33:50 - Unidentified Speaker
OK.

33:50 - D. B.
All right. Any other comments, anyone? OK. Also preceded by the word miniature, then the vector should be updated even further so that it no longer correlates with large, tall things.

34:02 - Unidentified Speaker
More generally than just refining the meaning of a word, the attention block allows the model to move information encoded in one embedding to that of another, potentially ones that are quite far away and potentially with information that's much richer than just a single word. What we saw in the last chapter was how after all of the vectors flow through the network, including many different attention blocks, the computation that you perform to produce a prediction of the next token is entirely a function of the last vector in the sequence. So imagine, for example, that the text you input is most of an entire mystery novel, all the way up to a point near the end, which reads, therefore the murderer was. If the model is going to accurately accurately predict the next word, that final vector in the sequence, which began its life simply embedding the word was, will have to have been updated by all of the attention blocks to represent much, much more than any individual word, somehow encoding all of the information from the full context window that's relevant to predicting the next word.

35:06 - V. W.
To step through the computations though, let's take a look.
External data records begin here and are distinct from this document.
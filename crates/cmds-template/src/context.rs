//! Value lookup for template rendering.

use cmds_tokenize::Value;
use cmds_utils::TemplateError;
use std::collections::BTreeMap;

/// Positional and keyword values available to a template.
///
/// Positional values are consumed through a cursor by [`next_arg`]; keyword
/// values are looked up by name, loop variables shadowing keywords.
///
/// [`next_arg`]: RenderContext::next_arg
#[derive(Debug, Clone)]
pub struct RenderContext<'a> {
    args: &'a [Value],
    kwds: &'a BTreeMap<String, Value>,
    cursor: usize,
    locals: Vec<(String, Value)>,
}

impl<'a> RenderContext<'a> {
    #[must_use]
    pub const fn new(args: &'a [Value], kwds: &'a BTreeMap<String, Value>) -> Self {
        Self {
            args,
            kwds,
            cursor: 0,
            locals: Vec::new(),
        }
    }

    /// Look up a required keyword.
    ///
    /// # Errors
    ///
    /// Returns [`TemplateError::MissingKey`] listing the known keys.
    pub fn lookup(&self, name: &str) -> Result<&Value, TemplateError> {
        self.lookup_optional(name)
            .ok_or_else(|| TemplateError::MissingKey {
                key: name.to_string(),
                available: self.available_keys(),
            })
    }

    /// Look up a keyword that may be absent.
    #[must_use]
    pub fn lookup_optional(&self, name: &str) -> Option<&Value> {
        self.locals
            .iter()
            .rev()
            .find(|(k, _)| k == name)
            .map(|(_, v)| v)
            .or_else(|| self.kwds.get(name))
    }

    /// Take the next positional value.
    ///
    /// # Errors
    ///
    /// Returns [`TemplateError::MissingArg`] once the values run out.
    pub fn next_arg(&mut self) -> Result<&'a Value, TemplateError> {
        let value = self.arg_at(self.cursor)?;
        self.cursor += 1;
        Ok(value)
    }

    /// Positional value by index, without moving the cursor.
    ///
    /// # Errors
    ///
    /// Returns [`TemplateError::MissingArg`] if `index` is out of range.
    pub fn arg_at(&self, index: usize) -> Result<&'a Value, TemplateError> {
        self.args.get(index).ok_or(TemplateError::MissingArg {
            index,
            count: self.args.len(),
        })
    }

    /// Positional values consumed so far.
    #[must_use]
    pub const fn consumed(&self) -> usize {
        self.cursor
    }

    pub(crate) fn push_local(&mut self, name: &str, value: Value) {
        self.locals.push((name.to_string(), value));
    }

    pub(crate) fn pop_locals(&mut self, count: usize) {
        let keep = self.locals.len().saturating_sub(count);
        self.locals.truncate(keep);
    }

    fn available_keys(&self) -> Vec<String> {
        let mut keys: Vec<String> = self.kwds.keys().cloned().collect();
        keys.extend(self.locals.iter().map(|(k, _)| k.clone()));
        keys.sort();
        keys.dedup();
        keys
    }
}

#[cfg(test)]
mod tests {
    use super::*;

    fn kwds() -> BTreeMap<String, Value> {
        BTreeMap::from([
            ("domain".to_string(), Value::from("com.example")),
            ("flag".to_string(), Value::from(false)),
        ])
    }

    #[test]
    fn test_lookup() {
        let kwds = kwds();
        let ctx = RenderContext::new(&[], &kwds);
        assert_eq!(ctx.lookup("domain").unwrap(), &Value::from("com.example"));
        assert_eq!(ctx.lookup_optional("flag"), Some(&Value::from(false)));
        assert!(ctx.lookup_optional("nope").is_none());
    }

    #[test]
    fn test_missing_key_lists_available() {
        let kwds = kwds();
        let ctx = RenderContext::new(&[], &kwds);
        assert_eq!(
            ctx.lookup("c"),
            Err(TemplateError::MissingKey {
                key: "c".to_string(),
                available: vec!["domain".to_string(), "flag".to_string()],
            })
        );
    }

    #[test]
    fn test_args_cursor() {
        let args = vec![Value::from("a"), Value::from("b")];
        let kwds = BTreeMap::new();
        let mut ctx = RenderContext::new(&args, &kwds);
        assert_eq!(ctx.next_arg().unwrap(), &Value::from("a"));
        assert_eq!(ctx.arg_at(0).unwrap(), &Value::from("a"));
        assert_eq!(ctx.next_arg().unwrap(), &Value::from("b"));
        assert_eq!(ctx.consumed(), 2);
        assert_eq!(
            ctx.next_arg(),
            Err(TemplateError::MissingArg { index: 2, count: 2 })
        );
    }

    #[test]
    fn test_locals_shadow_keywords() {
        let kwds = kwds();
        let mut ctx = RenderContext::new(&[], &kwds);
        ctx.push_local("domain", Value::from("local"));
        assert_eq!(ctx.lookup("domain").unwrap(), &Value::from("local"));
        ctx.pop_locals(1);
        assert_eq!(ctx.lookup("domain").unwrap(), &Value::from("com.example"));
    }
}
This shows that the power of a single word can be enormous when placed in a sufficiently complex context. So that was, is so much more powerful than somebody blurting out the single word was, because it carries with it all the information that preceded it in that context.

35:29 - D. B.
So every word, every subsequent word is kind of freighted with the collected context, meaning of its preceding context. That is a quotable quote.

35:39 - V. W.
You have got to write that down. Will be attributed to you in perpetuity. The freight of the previous words. That's fantastic. Any other comments?

35:50 - D. B.
Okay, let's look at a simpler example. Simpler example. Imagine that the input includes the phrase, a fluffy blue creature roamed the verdant forest.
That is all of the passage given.